17. L'arrêt ajoute que dans ces conditions, le délai de cinq mois prévu par l'article L. 211-9 n'a commencé à courir que du jour où l'assureur a eu connaissance du rapport de M. E... et que l'offre définitive adressée par l'assureur le 28 septembre 2015 l'a été dans ce délai et n'était pas manifestement insuffisante ni dérisoire.

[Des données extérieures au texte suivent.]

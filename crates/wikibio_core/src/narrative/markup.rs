//! Small wikitext/HTML markup helpers shared by the renderers.

/// Placeholder substituted for private persons and notes.
pub const PRIVATE_PLACEHOLDER: &str = "(private)";

/// Display text for a bucket whose date has nothing to show.
pub const UNDATED_PLACEHOLDER: &str = "- - - - -";

/// Escapes text for embedding in HTML markup.
pub fn html_escape(value: &str) -> String {
    let mut escaped = String::with_capacity(value.len());
    for ch in value.chars() {
        match ch {
            '&' => escaped.push_str("&amp;"),
            '<' => escaped.push_str("&lt;"),
            '>' => escaped.push_str("&gt;"),
            '"' => escaped.push_str("&quot;"),
            '\'' => escaped.push_str("&#x27;"),
            other => escaped.push(other),
        }
    }
    escaped
}

/// Note text as a paragraph with `<br/>` line breaks.
pub fn note_paragraph(text: &str) -> String {
    let lines: Vec<&str> = text.split('\n').collect();
    format!("<p>{}</p>\n", lines.join("<br/>\n"))
}

#[cfg(test)]
mod tests {
    use super::{html_escape, note_paragraph};

    #[test]
    fn escapes_markup_characters() {
        assert_eq!(
            html_escape(r#"<b>"Tom" & 'Jo'</b>"#),
            "&lt;b&gt;&quot;Tom&quot; &amp; &#x27;Jo&#x27;&lt;/b&gt;"
        );
    }

    #[test]
    fn note_paragraph_breaks_lines() {
        assert_eq!(note_paragraph("a\nb"), "<p>a<br/>\nb</p>\n");
        assert_eq!(note_paragraph(""), "<p></p>\n");
    }
}
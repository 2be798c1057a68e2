//! In-memory tree store.
//!
//! # Responsibility
//! - Hold a small genealogy database in process for tests and imports.
//! - Answer backlink queries by scanning record references.
//!
//! # Invariants
//! - Inserting a record with an existing handle replaces it.
//! - Iteration order is handle order, so backlinks are deterministic.

use crate::model::citation::{Citation, Media, Source};
use crate::model::event::Event;
use crate::model::family::Family;
use crate::model::handle::{Handle, RecordClass};
use crate::model::note::Note;
use crate::model::person::Person;
use crate::model::place::Place;
use crate::model::References;
use crate::repo::tree_db::{Backlink, RepoResult, TreeDatabase};
use std::collections::BTreeMap;

#[derive(Debug, Clone, Default)]
pub struct MemoryTree {
    persons: BTreeMap<Handle, Person>,
    families: BTreeMap<Handle, Family>,
    events: BTreeMap<Handle, Event>,
    places: BTreeMap<Handle, Place>,
    notes: BTreeMap<Handle, Note>,
    sources: BTreeMap<Handle, Source>,
    citations: BTreeMap<Handle, Citation>,
    media: BTreeMap<Handle, Media>,
}

impl MemoryTree {
    pub fn new() -> Self {
        Self::default()
    }

    pub fn insert_person(&mut self, person: Person) -> &mut Self {
        self.persons.insert(person.handle.clone(), person);
        self
    }

    pub fn insert_family(&mut self, family: Family) -> &mut Self {
        self.families.insert(family.handle.clone(), family);
        self
    }

    pub fn insert_event(&mut self, event: Event) -> &mut Self {
        self.events.insert(event.handle.clone(), event);
        self
    }

    pub fn insert_place(&mut self, place: Place) -> &mut Self {
        self.places.insert(place.handle.clone(), place);
        self
    }

    pub fn insert_note(&mut self, note: Note) -> &mut Self {
        self.notes.insert(note.handle.clone(), note);
        self
    }

    pub fn insert_source(&mut self, source: Source) -> &mut Self {
        self.sources.insert(source.handle.clone(), source);
        self
    }

    pub fn insert_citation(&mut self, citation: Citation) -> &mut Self {
        self.citations.insert(citation.handle.clone(), citation);
        self
    }

    pub fn insert_media(&mut self, media: Media) -> &mut Self {
        self.media.insert(media.handle.clone(), media);
        self
    }

    /// Mutable access for in-place edits such as setting an external id.
    pub fn person_mut(&mut self, handle: &Handle) -> Option<&mut Person> {
        self.persons.get_mut(handle)
    }
}

fn referencing<'a, T: References>(
    class: RecordClass,
    records: &'a BTreeMap<Handle, T>,
    target: &'a Handle,
) -> impl Iterator<Item = Backlink> + 'a {
    records
        .iter()
        .filter(move |(_, record)| record.referenced_handles().contains(&target))
        .map(move |(handle, _)| Backlink {
            class,
            handle: handle.clone(),
        })
}

impl TreeDatabase for MemoryTree {
    fn person(&self, handle: &Handle) -> RepoResult<Option<Person>> {
        Ok(self.persons.get(handle).cloned())
    }

    fn person_by_gramps_id(&self, gramps_id: &str) -> RepoResult<Option<Person>> {
        Ok(self
            .persons
            .values()
            .find(|person| person.gramps_id == gramps_id)
            .cloned())
    }

    fn family(&self, handle: &Handle) -> RepoResult<Option<Family>> {
        Ok(self.families.get(handle).cloned())
    }

    fn event(&self, handle: &Handle) -> RepoResult<Option<Event>> {
        Ok(self.events.get(handle).cloned())
    }

    fn place(&self, handle: &Handle) -> RepoResult<Option<Place>> {
        Ok(self.places.get(handle).cloned())
    }

    fn note(&self, handle: &Handle) -> RepoResult<Option<Note>> {
        Ok(self.notes.get(handle).cloned())
    }

    fn source(&self, handle: &Handle) -> RepoResult<Option<Source>> {
        Ok(self.sources.get(handle).cloned())
    }

    fn citation(&self, handle: &Handle) -> RepoResult<Option<Citation>> {
        Ok(self.citations.get(handle).cloned())
    }

    fn media(&self, handle: &Handle) -> RepoResult<Option<Media>> {
        Ok(self.media.get(handle).cloned())
    }

    fn note_handles(&self) -> RepoResult<Vec<Handle>> {
        Ok(self.notes.keys().cloned().collect())
    }

    fn backlinks(&self, target: &Handle, classes: &[RecordClass]) -> RepoResult<Vec<Backlink>> {
        let mut links = Vec::new();
        for class in classes {
            match class {
                RecordClass::Person => links.extend(referencing(*class, &self.persons, target)),
                RecordClass::Family => links.extend(referencing(*class, &self.families, target)),
                RecordClass::Event => links.extend(referencing(*class, &self.events, target)),
                RecordClass::Place => links.extend(referencing(*class, &self.places, target)),
                RecordClass::Source => links.extend(referencing(*class, &self.sources, target)),
                RecordClass::Citation => {
                    links.extend(referencing(*class, &self.citations, target))
                }
                RecordClass::Media => links.extend(referencing(*class, &self.media, target)),
                RecordClass::Note => links.extend(referencing(*class, &self.notes, target)),
            }
        }
        links.sort();
        links.dedup();
        Ok(links)
    }
}

#[cfg(test)]
mod tests {
    use super::MemoryTree;
    use crate::model::date::GenDate;
    use crate::model::event::{Event, EventRef, EventRole, EventType};
    use crate::model::family::Family;
    use crate::model::handle::{Handle, RecordClass};
    use crate::model::person::{Gender, Name, Person};
    use crate::repo::tree_db::TreeDatabase;

    #[test]
    fn backlinks_report_persons_before_families() {
        let mut tree = MemoryTree::new();
        let marriage = Handle::from("e1");
        tree.insert_event(Event::new(
            marriage.clone(),
            EventType::Marriage,
            GenDate::year(1900),
        ));

        let mut witness = Person::new(Handle::from("p9"), Gender::Male, Name::new("W", "X"));
        witness
            .event_refs
            .push(EventRef::new(marriage.clone(), EventRole::Witness));
        tree.insert_person(witness);

        let mut family = Family::new(Handle::from("f1"), None, None);
        family
            .event_refs
            .push(EventRef::new(marriage.clone(), EventRole::Family));
        tree.insert_family(family);

        let links = tree
            .backlinks(&marriage, &[RecordClass::Family, RecordClass::Person])
            .unwrap();
        assert_eq!(links.len(), 2);
        assert_eq!(links[0].class, RecordClass::Person);
        assert_eq!(links[0].handle, Handle::from("p9"));
        assert_eq!(links[1].class, RecordClass::Family);
    }

    #[test]
    fn unknown_handles_resolve_to_none() {
        let tree = MemoryTree::new();
        assert!(tree.person(&Handle::from("nobody")).unwrap().is_none());
        assert!(tree.place(&Handle::from("nowhere")).unwrap().is_none());
    }

    #[test]
    fn person_mut_edits_are_visible_to_reads() {
        let mut tree = MemoryTree::new();
        tree.insert_person(Person::new(
            Handle::from("p1"),
            Gender::Female,
            Name::new("Ann", "Lee"),
        ));

        tree.person_mut(&Handle::from("p1"))
            .expect("inserted person")
            .set_external_id("Lee-12")
            .unwrap();

        let stored = tree.person(&Handle::from("p1")).unwrap().unwrap();
        assert_eq!(stored.external_identity().unwrap().id, "Lee-12");
        assert!(tree.person_mut(&Handle::from("p2")).is_none());
    }
}
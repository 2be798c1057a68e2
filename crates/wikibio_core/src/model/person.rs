//! Person records, names and attributes.
//!
//! # Responsibility
//! - Define the canonical person record read by the biography engine.
//! - Decode the external (WikiTree) identity stored as a JSON attribute.
//!
//! # Invariants
//! - `handle` is stable and never reused for another person.
//! - At most one `WikiTree` attribute is meaningful; the first one wins.

use super::event::EventRef;
use super::handle::Handle;
use super::References;
use serde::{Deserialize, Serialize};

/// Attribute type holding the external identity JSON.
pub const EXTERNAL_ID_ATTRIBUTE: &str = "WikiTree";

#[derive(Debug, Clone, Copy, Default, PartialEq, Eq, Hash, Serialize, Deserialize)]
#[serde(rename_all = "snake_case")]
pub enum Gender {
    Female,
    Male,
    #[default]
    Unknown,
}

#[derive(Debug, Clone, Default, PartialEq, Eq, Hash, Serialize, Deserialize)]
#[serde(rename_all = "snake_case")]
pub enum NameType {
    #[default]
    BirthName,
    AlsoKnownAs,
    MarriedName,
    Unknown,
    Custom(String),
}

impl NameType {
    pub fn label(&self) -> &str {
        match self {
            Self::BirthName => "Birth Name",
            Self::AlsoKnownAs => "Also Known As",
            Self::MarriedName => "Married Name",
            Self::Unknown => "Unknown",
            Self::Custom(label) => label.as_str(),
        }
    }
}

/// Origin of a surname. `None` renders as empty text.
#[derive(Debug, Clone, Default, PartialEq, Eq, Hash, Serialize, Deserialize)]
#[serde(rename_all = "snake_case")]
pub enum SurnameOrigin {
    #[default]
    None,
    Inherited,
    Given,
    Taken,
    Patronymic,
    Matronymic,
    Feudal,
    Pseudonym,
    Patrilineal,
    Matrilineal,
    Occupation,
    Location,
    Unknown,
    Custom(String),
}

impl SurnameOrigin {
    pub fn label(&self) -> &str {
        match self {
            Self::None => "",
            Self::Inherited => "Inherited",
            Self::Given => "Given",
            Self::Taken => "Taken",
            Self::Patronymic => "Patronymic",
            Self::Matronymic => "Matronymic",
            Self::Feudal => "Feudal",
            Self::Pseudonym => "Pseudonym",
            Self::Patrilineal => "Patrilineal",
            Self::Matrilineal => "Matrilineal",
            Self::Occupation => "Occupation",
            Self::Location => "Location",
            Self::Unknown => "Unknown",
            Self::Custom(label) => label.as_str(),
        }
    }
}

/// One name record of a person.
#[derive(Debug, Clone, Default, PartialEq, Eq, Serialize, Deserialize)]
pub struct Name {
    #[serde(default)]
    pub name_type: NameType,
    #[serde(default)]
    pub first_name: String,
    #[serde(default)]
    pub surname: String,
    #[serde(default)]
    pub origin: SurnameOrigin,
    #[serde(default)]
    pub citations: Vec<Handle>,
}

impl Name {
    pub fn new(first_name: impl Into<String>, surname: impl Into<String>) -> Self {
        Self {
            first_name: first_name.into(),
            surname: surname.into(),
            ..Self::default()
        }
    }

    /// `First Surname`, as used throughout the biography.
    pub fn full_name(&self) -> String {
        format!("{} {}", self.first_name, self.surname)
    }
}

/// Free-form typed attribute.
#[derive(Debug, Clone, PartialEq, Eq, Serialize, Deserialize)]
pub struct Attribute {
    #[serde(rename = "type")]
    pub kind: String,
    pub value: String,
}

/// Decoded external identity attribute value.
#[derive(Debug, Clone, PartialEq, Eq, Serialize, Deserialize)]
pub struct ExternalIdentity {
    pub id: String,
    #[serde(default)]
    pub owner: i64,
}

/// Canonical person record.
#[derive(Debug, Clone, PartialEq, Eq, Serialize, Deserialize)]
pub struct Person {
    pub handle: Handle,
    /// Human-facing id such as `I0001`.
    #[serde(default)]
    pub gramps_id: String,
    #[serde(default)]
    pub gender: Gender,
    pub primary_name: Name,
    #[serde(default)]
    pub alternate_names: Vec<Name>,
    #[serde(default)]
    pub event_refs: Vec<EventRef>,
    /// Families where this person is a parent/spouse.
    #[serde(default)]
    pub family_handles: Vec<Handle>,
    /// Families where this person is a child.
    #[serde(default)]
    pub parent_family_handles: Vec<Handle>,
    #[serde(default)]
    pub note_handles: Vec<Handle>,
    #[serde(default)]
    pub citations: Vec<Handle>,
    #[serde(default)]
    pub attributes: Vec<Attribute>,
    #[serde(default)]
    pub private: bool,
    /// Last modification, unix seconds.
    #[serde(default)]
    pub change_time: i64,
}

impl Person {
    pub fn new(handle: Handle, gender: Gender, primary_name: Name) -> Self {
        Self {
            handle,
            gramps_id: String::new(),
            gender,
            primary_name,
            alternate_names: Vec::new(),
            event_refs: Vec::new(),
            family_handles: Vec::new(),
            parent_family_handles: Vec::new(),
            note_handles: Vec::new(),
            citations: Vec::new(),
            attributes: Vec::new(),
            private: false,
            change_time: 0,
        }
    }

    /// Decodes the external identity attribute.
    ///
    /// Malformed attribute JSON is treated as absent.
    pub fn external_identity(&self) -> Option<ExternalIdentity> {
        self.attributes
            .iter()
            .find(|attr| attr.kind == EXTERNAL_ID_ATTRIBUTE)
            .and_then(|attr| serde_json::from_str(&attr.value).ok())
    }

    /// Writes the external id, keeping any existing `owner` value.
    pub fn set_external_id(&mut self, id: impl Into<String>) -> Result<(), serde_json::Error> {
        let id = id.into();
        if let Some(attr) = self
            .attributes
            .iter_mut()
            .find(|attr| attr.kind == EXTERNAL_ID_ATTRIBUTE)
        {
            let mut identity = serde_json::from_str::<ExternalIdentity>(&attr.value)
                .unwrap_or(ExternalIdentity {
                    id: String::new(),
                    owner: 0,
                });
            identity.id = id;
            attr.value = serde_json::to_string(&identity)?;
            return Ok(());
        }

        let value = serde_json::to_string(&ExternalIdentity { id, owner: 0 })?;
        self.attributes.push(Attribute {
            kind: EXTERNAL_ID_ATTRIBUTE.to_string(),
            value,
        });
        Ok(())
    }
}

impl References for Person {
    fn referenced_handles(&self) -> Vec<&Handle> {
        let mut refs: Vec<&Handle> = self.event_refs.iter().map(|r| &r.event).collect();
        refs.extend(&self.family_handles);
        refs.extend(&self.parent_family_handles);
        refs.extend(&self.note_handles);
        refs.extend(&self.citations);
        refs.extend(&self.primary_name.citations);
        for name in &self.alternate_names {
            refs.extend(&name.citations);
        }
        refs
    }
}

18. En statuant ainsi, alors que la circonstance que la victime avait contesté la date de consolidation retenue par l'expert ne dispensait pas l'assureur de faire une offre d'indemnisation, la cour d'appel a violé les textes susvisés.

PAR CES MOTIFS, et sans qu'il y ait lieu de statuer sur les autres griefs du pourvoi, la Cour :

CASSE ET ANNULE, mais seulement en ce qu'il déclare Mme R... recevable en son appel mais irrecevable à contester, devant la cour, le poste de préjudice de déficit fonctionnel temporaire pour lequel elle a entièrement obtenu gain de cause en première instance, en ce qu'il confirme le jugement qui a fixé à 506 euros le préjudice de Mme R... au titre du déficit fonctionnel temporaire, en ce qu'il déboute Mme R... de sa demande au titre du doublement des intérêts au taux légal et en ce qu'il condamne la société Maif à payer à Mme R... la somme totale de 64 157,67 euros en réparation de ses préjudices sous déduction, le cas échéant, des provisions déjà versées, l'arrêt rendu le 19 février 2019, entre les parties, par la cour d'appel de Grenoble ;

Remet, sur ces points, l'affaire et les parties dans l'état où elles se trouvaient avant cet arrêt et les renvoie devant la cour d'appel de Lyon.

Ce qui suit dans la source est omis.